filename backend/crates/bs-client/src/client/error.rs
use bs_core::SearchError;

use std::panic::Location;

use error_location::ErrorLocation;
use thiserror::Error;

/// Errors that can occur while calling the upstream API
#[derive(Error, Debug)]
pub enum ClientError {
    #[error("HTTP request error: {message} {location}")]
    Http {
        message: String,
        location: ErrorLocation,
        #[source]
        source: reqwest::Error,
    },

    #[error("Upstream status error: {message} (status: {status}) {location}")]
    Status {
        status: u16,
        message: String,
        location: ErrorLocation,
    },

    #[error("JSON parse error: {message} {location}")]
    Json {
        message: String,
        location: ErrorLocation,
        #[source]
        source: serde_json::Error,
    },
}

impl ClientError {
    /// Convert reqwest error with context.
    /// The request URL is dropped because it carries the API key.
    #[track_caller]
    pub fn from_reqwest(err: reqwest::Error) -> Self {
        let err = err.without_url();
        ClientError::Http {
            message: err.to_string(),
            location: ErrorLocation::from(Location::caller()),
            source: err,
        }
    }

    /// Convert JSON error with context
    #[track_caller]
    pub fn from_json(err: serde_json::Error) -> Self {
        ClientError::Json {
            message: format!("Invalid project list from upstream: {}", err),
            location: ErrorLocation::from(Location::caller()),
            source: err,
        }
    }

    /// Create a non-success status error with location
    #[track_caller]
    pub fn status(status: u16, message: String) -> Self {
        ClientError::Status {
            status,
            message,
            location: ErrorLocation::from(Location::caller()),
        }
    }

    /// Description suitable for the client-facing error payload
    pub fn message(&self) -> &str {
        match self {
            ClientError::Http { message, .. }
            | ClientError::Status { message, .. }
            | ClientError::Json { message, .. } => message,
        }
    }

    /// True when the request gave up waiting for the upstream
    pub fn is_timeout(&self) -> bool {
        matches!(self, ClientError::Http { source, .. } if source.is_timeout())
    }
}

impl From<reqwest::Error> for ClientError {
    #[track_caller]
    fn from(err: reqwest::Error) -> Self {
        ClientError::from_reqwest(err)
    }
}

impl From<serde_json::Error> for ClientError {
    #[track_caller]
    fn from(err: serde_json::Error) -> Self {
        ClientError::from_json(err)
    }
}

impl From<ClientError> for SearchError {
    #[track_caller]
    fn from(err: ClientError) -> Self {
        SearchError::upstream(err.message())
    }
}

pub type Result<T> = std::result::Result<T, ClientError>;
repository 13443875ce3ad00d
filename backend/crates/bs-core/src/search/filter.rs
//! Keyword selection over an upstream project list.

use crate::{Project, ProjectSummary};

/// Case-insensitive substring test of `keyword` against `name`.
/// An empty keyword matches every name.
pub fn matches_keyword(keyword: &str, name: &str) -> bool {
    name.to_lowercase().contains(&keyword.to_lowercase())
}

/// Keep the projects whose name contains `keyword` (case-insensitive) and
/// reshape them into summaries. Upstream order is preserved.
pub fn filter_projects(keyword: &str, projects: Vec<Project>) -> Vec<ProjectSummary> {
    projects
        .into_iter()
        .filter(|project| matches_keyword(keyword, &project.name))
        .map(ProjectSummary::from)
        .collect()
}
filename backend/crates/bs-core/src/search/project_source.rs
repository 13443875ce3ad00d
use crate::{Project, Result as SearchResult};

use async_trait::async_trait;

/// Where the full project list comes from.
///
/// Implementations perform exactly one read-only upstream call per
/// invocation and map every failure to `SearchError::UpstreamFailure`.
#[async_trait]
pub trait ProjectSource: Send + Sync {
    async fn list_projects(&self) -> SearchResult<Vec<Project>>;
}
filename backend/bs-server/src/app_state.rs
use crate::SearchRateLimiter;

use bs_config::RateLimitConfig;
use bs_core::{ProjectSource, SearchProxy};

use std::sync::Arc;

/// Shared, immutable per-process state handed to every handler
#[derive(Clone)]
pub struct AppState {
    pub search: SearchProxy,
    /// `None` when rate limiting is disabled
    pub rate_limiter: Option<Arc<SearchRateLimiter>>,
}

impl AppState {
    pub fn new(source: Arc<dyn ProjectSource>, rate_limit: &RateLimitConfig) -> Self {
        let rate_limiter = rate_limit
            .enabled
            .then(|| Arc::new(SearchRateLimiter::new(rate_limit)));

        Self {
            search: SearchProxy::new(source),
            rate_limiter,
        }
    }
}
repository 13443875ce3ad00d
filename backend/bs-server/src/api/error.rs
//! REST API error types
//!
//! Every error still produces a JSON body of the form `{"error": "..."}`.
//! Upstream failures keep HTTP 200 because existing clients tell success
//! from failure by body shape only.

use bs_core::SearchError;

use std::panic::Location;

use axum::{
    Json,
    http::StatusCode,
    response::{IntoResponse, Response},
};
use error_location::ErrorLocation;
use serde::Serialize;
use thiserror::Error;

/// JSON error response body
#[derive(Debug, Serialize)]
pub struct ApiErrorResponse {
    pub error: String,
}

/// API errors with associated HTTP status codes
#[derive(Debug, Error)]
pub enum ApiError {
    /// Upstream call or decode failed (200, error payload)
    #[error("Upstream failure: {message} {location}")]
    Upstream {
        message: String,
        location: ErrorLocation,
    },

    /// Too many search requests (429)
    #[error("Rate limit exceeded: {max_requests} per {window_secs}s {location}")]
    RateLimited {
        max_requests: u32,
        window_secs: u64,
        location: ErrorLocation,
    },
}

impl IntoResponse for ApiError {
    fn into_response(self) -> Response {
        let (status, message) = match self {
            ApiError::Upstream { message, location } => {
                log::error!("Search failed: {} {}", message, location);
                (StatusCode::OK, message)
            }
            ApiError::RateLimited {
                max_requests,
                window_secs,
                location,
            } => {
                log::warn!(
                    "Search rate limit exceeded: {} per {}s {}",
                    max_requests,
                    window_secs,
                    location
                );
                (
                    StatusCode::TOO_MANY_REQUESTS,
                    format!(
                        "Too many search requests, please try again after {} seconds.",
                        window_secs
                    ),
                )
            }
        };

        (status, Json(ApiErrorResponse { error: message })).into_response()
    }
}

/// Convert search errors to API errors
impl From<SearchError> for ApiError {
    #[track_caller]
    fn from(e: SearchError) -> Self {
        match e {
            SearchError::UpstreamFailure { message, .. } => ApiError::Upstream {
                message,
                location: ErrorLocation::from(Location::caller()),
            },
        }
    }
}

pub type Result<T> = std::result::Result<T, ApiError>;
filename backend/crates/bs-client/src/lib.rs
//! bs-client library
//!
//! HTTP client for the upstream Backlog REST API.

pub(crate) mod client;


pub use client::{BacklogClient, ClientError, ClientResult};
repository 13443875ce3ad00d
mod error;

use std::env;

use tempfile::TempDir;

/// RAII guard for environment variables - automatically restores on drop
pub(crate) struct EnvGuard {
    key: &'static str,
    original: Option<String>,
}

impl EnvGuard {
    pub(crate) fn set(key: &'static str, value: &str) -> Self {
        unsafe {
            let original = env::var(key).ok();
            env::set_var(key, value);
            Self { key, original }
        }
    }

    pub(crate) fn remove(key: &'static str) -> Self {
        unsafe {
            let original = env::var(key).ok();
            env::remove_var(key);
            Self { key, original }
        }
    }
}

impl Drop for EnvGuard {
    fn drop(&mut self) {
        unsafe {
            match &self.original {
                Some(val) => env::set_var(self.key, val),
                None => env::remove_var(self.key),
            }
        }
    }
}

/// Create a temp config directory and set BS_CONFIG_DIR.
/// Upstream variables from the host environment are cleared for the test.
pub(crate) fn setup_config_dir() -> (TempDir, Vec<EnvGuard>) {
    let temp = TempDir::new().unwrap();
    let guards = vec![
        EnvGuard::set("BS_CONFIG_DIR", temp.path().to_str().unwrap()),
        EnvGuard::remove("BS_UPSTREAM_BASE_URL"),
        EnvGuard::remove("BS_UPSTREAM_API_KEY"),
        EnvGuard::remove("BS_UPSTREAM_TIMEOUT_SECS"),
    ];
    (temp, guards)
}

/// Set the two required upstream variables to valid values
pub(crate) fn valid_upstream_env() -> Vec<EnvGuard> {
    vec![
        EnvGuard::set("BS_UPSTREAM_BASE_URL", "https://example.backlog.jp/api/v2"),
        EnvGuard::set("BS_UPSTREAM_API_KEY", "test-api-key"),
    ]
}
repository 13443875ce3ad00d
//! Project record as returned by the upstream "list projects" endpoint.

use crate::CreatedUser;

use serde::{Deserialize, Serialize};

/// An upstream project.
///
/// The upstream owns this shape, so only `id` and `name` are required.
/// Optional fields that are absent or `null` deserialize to `None`, and
/// unknown fields are ignored.
#[derive(Debug, Clone, PartialEq, Eq, Serialize, Deserialize)]
#[serde(rename_all = "camelCase")]
pub struct Project {
    pub id: i64,
    pub name: String,
    /// Short project key (e.g., "APOLLO")
    #[serde(default, skip_serializing_if = "Option::is_none")]
    pub project_key: Option<String>,
    #[serde(default, skip_serializing_if = "Option::is_none")]
    pub text: Option<String>,
    #[serde(default, skip_serializing_if = "Option::is_none")]
    pub created_user: Option<CreatedUser>,
    #[serde(default, skip_serializing_if = "Option::is_none")]
    pub created: Option<String>,
}

impl Project {
    /// Create a project with only the required fields set
    pub fn new(id: i64, name: impl Into<String>) -> Self {
        Self {
            id,
            name: name.into(),
            project_key: None,
            text: None,
            created_user: None,
            created: None,
        }
    }

    /// Name of the user who created the project, if the upstream sent one
    pub fn created_user_name(&self) -> Option<&str> {
        self.created_user
            .as_ref()
            .and_then(|user| user.name.as_deref())
    }
}
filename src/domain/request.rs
use super::{ForecastType, Unit};

/// What a source plugin is asked to produce
#[derive(Debug, Clone, PartialEq, Eq)]
pub struct ForecastRequest {
    pub forecast_type: ForecastType,
    pub area_code: String,
    /// Destination unit; `None` keeps the source's native unit
    pub unit: Option<Unit>,
}

impl ForecastRequest {
    pub fn new(forecast_type: ForecastType, area_code: impl Into<String>) -> Self {
        Self {
            forecast_type,
            area_code: area_code.into(),
            unit: None,
        }
    }

    pub fn with_unit(mut self, unit: Option<Unit>) -> Self {
        self.unit = unit;
        self
    }
}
****************
## TASK BRIEF
In the listing above, find the line with "order is preserved." and the line with "Every error still", then reproduce both and every line between them exactly.

## WRITTEN ANSWER
/// reshape them into summaries. Upstream order is preserved.
pub fn filter_projects(keyword: &str, projects: Vec<Project>) -> Vec<ProjectSummary> {
    projects
        .into_iter()
        .filter(|project| matches_keyword(keyword, &project.name))
        .map(ProjectSummary::from)
        .collect()
}
filename backend/crates/bs-core/src/search/project_source.rs
repository 13443875ce3ad00d
use crate::{Project, Result as SearchResult};

use async_trait::async_trait;

/// Where the full project list comes from.
///
/// Implementations perform exactly one read-only upstream call per
/// invocation and map every failure to `SearchError::UpstreamFailure`.
#[async_trait]
pub trait ProjectSource: Send + Sync {
    async fn list_projects(&self) -> SearchResult<Vec<Project>>;
}
filename backend/bs-server/src/app_state.rs
use crate::SearchRateLimiter;

use bs_config::RateLimitConfig;
use bs_core::{ProjectSource, SearchProxy};

use std::sync::Arc;

/// Shared, immutable per-process state handed to every handler
#[derive(Clone)]
pub struct AppState {
    pub search: SearchProxy,
    /// `None` when rate limiting is disabled
    pub rate_limiter: Option<Arc<SearchRateLimiter>>,
}

impl AppState {
    pub fn new(source: Arc<dyn ProjectSource>, rate_limit: &RateLimitConfig) -> Self {
        let rate_limiter = rate_limit
            .enabled
            .then(|| Arc::new(SearchRateLimiter::new(rate_limit)));

        Self {
            search: SearchProxy::new(source),
            rate_limiter,
        }
    }
}
repository 13443875ce3ad00d
filename backend/bs-server/src/api/error.rs
//! REST API error types
//!
//! Every error still produces a JSON body of the form `{"error": "..."}`.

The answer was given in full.